▸ **LISTED RECORDS**
//! # Store Config
//!
//! Data node over a remote key-value store (a SQL table, a document
//! collection, an etcd prefix...). The store connector only has to list its
//! rows; each row becomes one top-level key of the snapshot.

use crate::Result;
use crate::data::{DataConfig, ReadContext, Source};
use std::sync::Arc;
use strata_core::{ConfigMap, Value};

/// A connector listing `(key, value)` rows.
///
/// Connectors enforce their own I/O timeouts; `fetch` blocks until the rows
/// are available or the connector gives up.
pub trait KeyValueStore: Send + Sync {
    fn fetch(&self) -> Result<Vec<(String, Value)>>;

    fn describe(&self) -> String {
        "key-value store".to_string()
    }
}

pub struct StoreSource {
    store: Arc<dyn KeyValueStore>,
}

impl Source for StoreSource {
    fn read(&self, _ctx: &ReadContext<'_>) -> Result<ConfigMap> {
        Ok(self.store.fetch()?.into_iter().collect())
    }

    fn describe(&self) -> String {
        self.store.describe()
    }
}

pub type StoreConfig = DataConfig<StoreSource>;

impl DataConfig<StoreSource> {
    pub fn new(store: Arc<dyn KeyValueStore>) -> Self {
        Self::with_source(StoreSource { store })
    }
}

#[cfg(test)]
mod tests {
    use super::*;
    use crate::node::{ConfigNode, ConfigNodeExt};
    use errors::ConfigError;
    use parking_lot::Mutex;

    struct TableStore {
        rows: Mutex<Result<Vec<(String, Value)>>>,
    }

    impl TableStore {
        fn new(rows: Vec<(&str, Value)>) -> Self {
            Self {
                rows: Mutex::new(Ok(rows.into_iter().map(|(k, v)| (k.to_string(), v)).collect())),
            }
        }

        fn fail(&self) {
            *self.rows.lock() = Err(ConfigError::Source {
                source_name: "table".to_string(),
                reason: "connection refused".to_string(),
            });
        }
    }

    impl KeyValueStore for TableStore {
        fn fetch(&self) -> Result<Vec<(String, Value)>> {
            match &*self.rows.lock() {
                Ok(rows) => Ok(rows.clone()),
                Err(e) => Err(ConfigError::Source {
                    source_name: "table".to_string(),
                    reason: e.to_string(),
                }),
            }
        }

        fn describe(&self) -> String {
            "table".to_string()
        }
    }

    #[test]
    fn test_rows_become_keys() {
        let store = Arc::new(TableStore::new(vec![
            ("db.host", Value::from("h1")),
            ("timeout", Value::Int(30)),
        ]));
        let config = StoreConfig::new(store);
        config.load().unwrap();

        assert_eq!(config.get_str("db.host", "").unwrap(), "h1");
        assert_eq!(config.get_int("TIMEOUT", 0).unwrap(), 30);
        assert_eq!(config.describe(), "table");
    }

    #[test]
    fn test_fetch_failure_keeps_snapshot() {
        let store = Arc::new(TableStore::new(vec![("key", Value::from("v"))]));
        let config = StoreConfig::new(store.clone());
        config.load().unwrap();

        store.fail();
        let err = config.load().unwrap_err();

        assert!(err.to_string().contains("connection refused"));
        assert_eq!(config.get_str("key", "").unwrap(), "v");
    }
}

▸ **TASK GOAL**
Take every line from the data that contains the word "StoreConfig".

▸ **PROBLEM SOLUTION**
pub type StoreConfig = DataConfig<StoreSource>;
        let config = StoreConfig::new(store);
        let config = StoreConfig::new(store.clone());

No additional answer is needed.